Please copy exactly the lines from the top of the data through the line containing "pub const CHAIN_NATIVE_ASSETS: &[&str]", and nothing else.

··· AVAILABLE DATA ···

/// Default unit of account.
pub const DEFAULT_UNIT: &str = "ETH";

/// Assets priced 1:1 against each other. The first entry is canonical.
pub const ETH_EQUIVALENTS: &[&str] = &["ETH", "WETH"];

/// Tokens that live on-chain and can be priced from exchange history.
pub const CHAIN_NATIVE_ASSETS: &[&str] = &[
    "AAVE", "BAT", "COMP", "DAI", "ETH", "GEN", "LINK", "MKR", "PETH", "REP", "SAI", "SNT", "SNX",
    "UNI", "USDC", "USDT", "WBTC", "WETH", "YFI",
];

pub const FIAT_CURRENCIES: &[&str] = &["AUD", "CAD", "CHF", "CNY", "EUR", "GBP", "INR", "JPY", "USD"];

/// Blockchain names that transaction fees are paid to.
pub const FEE_SINKS: &[&str] = &["Ethereum", "Polygon", "Arbitrum", "Optimism", "Bitcoin"];

/// Accounts whose balance grows without any visible transfer.
pub const DEFAULT_OPAQUE_INTEREST_BEARERS: &[&str] = &["Maker-DSR"];

/// Digits kept after the decimal point for every stored or returned price.
pub const PRICE_DECIMALS: u32 = 18;

/// Holding periods longer than this many days count as long term.
pub const LONG_TERM_HOLDING_DAYS: i64 = 365;

pub const DEFAULT_RETRY_TIMEOUT_DELAY_MS: u64 = 1_000;

pub const DEFAULT_RETRY_RATE_LIMIT_DELAY_MS: u64 = 8_000;
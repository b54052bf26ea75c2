use rust_decimal::Decimal;
use serde::de::Error;
use serde::{Deserialize, Deserializer, Serializer};

use super::decimal_utils::parse_exact_decimal;

#[derive(Deserialize)]
#[serde(untagged)]
enum RawDecimal {
    Text(String),
    Integer(i64),
    Float(f64),
}

// Serializes as a decimal string; refuses inputs a Decimal would round.
pub mod exact_decimal {
    use super::*;

    pub fn serialize<S>(value: &Decimal, serializer: S) -> Result<S::Ok, S::Error>
    where
        S: Serializer,
    {
        serializer.serialize_str(&value.to_string())
    }

    pub fn deserialize<'de, D>(deserializer: D) -> Result<Decimal, D::Error>
    where
        D: Deserializer<'de>,
    {
        let text = match RawDecimal::deserialize(deserializer)? {
            RawDecimal::Text(text) => text,
            RawDecimal::Integer(n) => return Ok(Decimal::from(n)),
            RawDecimal::Float(f) => f.to_string(),
        };
        parse_exact_decimal(&text).map_err(D::Error::custom)
    }
}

···

THE COMPLETED TASK ::
/// Default unit of account.
pub const DEFAULT_UNIT: &str = "ETH";

/// Assets priced 1:1 against each other. The first entry is canonical.
pub const ETH_EQUIVALENTS: &[&str] = &["ETH", "WETH"];

/// Tokens that live on-chain and can be priced from exchange history.
pub const CHAIN_NATIVE_ASSETS: &[&str] = &[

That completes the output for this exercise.